Financial services giant Morgan Stanley (NYSE: MS) reported better than expected earnings and revenues for the first quarter, despite a year-over-year decline. The negative impact of weak trading activity was partially offset by the stable performance by the wealth management segment. The bank’s stock gained about 3% during Wednesday’s pre-market session, following the announcement.
Net earnings of the New York-based company declined to $2.4 billion or $1.39 per share from $2.7 billion or $1.45 per share in the first quarter of 2018 but topped the Street view. The results for the latest quarter included intermittent net discrete tax benefits of $0.06 per share.
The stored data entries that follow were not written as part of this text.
//! Feed module for Gazette.
//!
//! This module provides feed subscriptions, fetching and the background
//! ingestion scheduler.

pub mod fetcher;
pub mod repository;
pub mod scheduler;
pub mod service;
pub mod types;

pub use fetcher::{parse_feed, validate_url, FeedSource, HttpFeedFetcher};
pub use repository::{FeedFollowRepository, FeedRepository, PostRepository};
pub use scheduler::{CycleReport, FeedScheduler, SchedulerHandle};
pub use service::{CreateFeedOutcome, SubscriptionService, DEFAULT_POST_LIMIT, MAX_POST_LIMIT};
pub use types::{Feed, FeedFollow, NewFeed, NewPost, ParsedItem, Post};
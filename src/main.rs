use std::process::ExitCode;
use std::sync::Arc;

use tracing::{error, info, warn};

use gazette::feed::{FeedScheduler, HttpFeedFetcher};
use gazette::web::WebServer;
use gazette::{Config, Database};

#[tokio::main]
async fn main() -> ExitCode {
    let config_path = std::env::args()
        .nth(1)
        .unwrap_or_else(|| "config.toml".to_string());

    // Load configuration
    let (mut config, load_error) = match Config::load(&config_path) {
        Ok(config) => (config, None),
        Err(e) => (Config::default(), Some(e)),
    };

    // Initialize logging
    if let Err(e) = gazette::logging::init(&config.logging) {
        eprintln!("Failed to initialize logging: {e}");
        // Fall back to console-only logging
        gazette::logging::init_console_only(&config.logging.level);
    }

    info!("Gazette - feed aggregator");
    if let Some(e) = load_error {
        warn!("Failed to load {}: {}; using default configuration", config_path, e);
    }
    config.apply_env_overrides();

    match run(config).await {
        Ok(()) => ExitCode::SUCCESS,
        Err(e) => {
            error!("Fatal error: {}", e);
            ExitCode::FAILURE
        }
    }
}

async fn run(config: Config) -> gazette::Result<()> {
    config.validate()?;

    let db = Arc::new(
        Database::open(&config.database.path, config.database.max_connections).await?,
    );

    let scheduler = if config.scheduler.enabled {
        let fetcher = HttpFeedFetcher::new(&config.fetcher)?;
        let scheduler = FeedScheduler::new(Arc::clone(&db), Arc::new(fetcher), &config.scheduler);
        Some(scheduler.start())
    } else {
        info!("Feed scheduler disabled");
        None
    };

    let server = WebServer::new(&config.server, Arc::clone(&db))?;
    info!("Server configured on {}", server.addr());
    let served = server.run(shutdown_signal()).await;

    if let Some((handle, task)) = scheduler {
        handle.shutdown();
        if let Err(e) = task.await {
            error!("Feed scheduler task failed: {}", e);
        }
    }

    db.close().await;
    info!("Shutdown complete");
    served
}

async fn shutdown_signal() {
    if let Err(e) = tokio::signal::ctrl_c().await {
        error!("Failed to listen for shutdown signal: {}", e);
        std::future::pending::<()>().await;
    }
    info!("Shutdown signal received");
}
At $10.3 billion, revenues were down 7% from last year. Revenues, meanwhile, came in above the estimates. Dampening the top-line performance, institutional securities revenue declined 15% to $5.2billion, mainly due to a sharp fall in bond and equity trading. The tough market conditions and lower volumes impacted investment banking also. Meanwhile, Wealth Management revenues moved up slightly to $4.4 billion.
The results for the latest quarter included intermittent net discrete tax benefits of $0.06 per share
At the end of the quarter, book value per share was $42.83, up 9% year-over-year. Return on Equity slipped to 13.1% from 14.9% last year.
“We delivered solid earnings despite a slow start to the year following the turbulent markets in the fourth quarter. With an ROE of 13.1% and ROTCE of 14.9%, our results demonstrated the stability and breadth of our global franchise,” said CEO James Gorman.
During the quarter, the management repurchased around $1.2 billion shares and announced a quarterly dividend of $0.30 per share, which will be paid on May 15, 2019, to shareholders of record on April 30, 2019.
Also see: Morgan Stanley posts Q4 earnings below market expectations
Earlier this week, Citigroup (C) posted an 11% increase in first-quarter earnings to $1.87 per share despite a 2% decrease in revenues. Goldman Sachs (GS) suffered a double-digit contraction in earnings and revenues in the latest quarter as its main business segments witnessed a slump in activity.
Morgan Stanley shares surged 16% since the beginning of the year and declined 14% in the past twelve months. The stock gained in the pre-market trading Wednesday following the earnings report, after closing the previous session higher.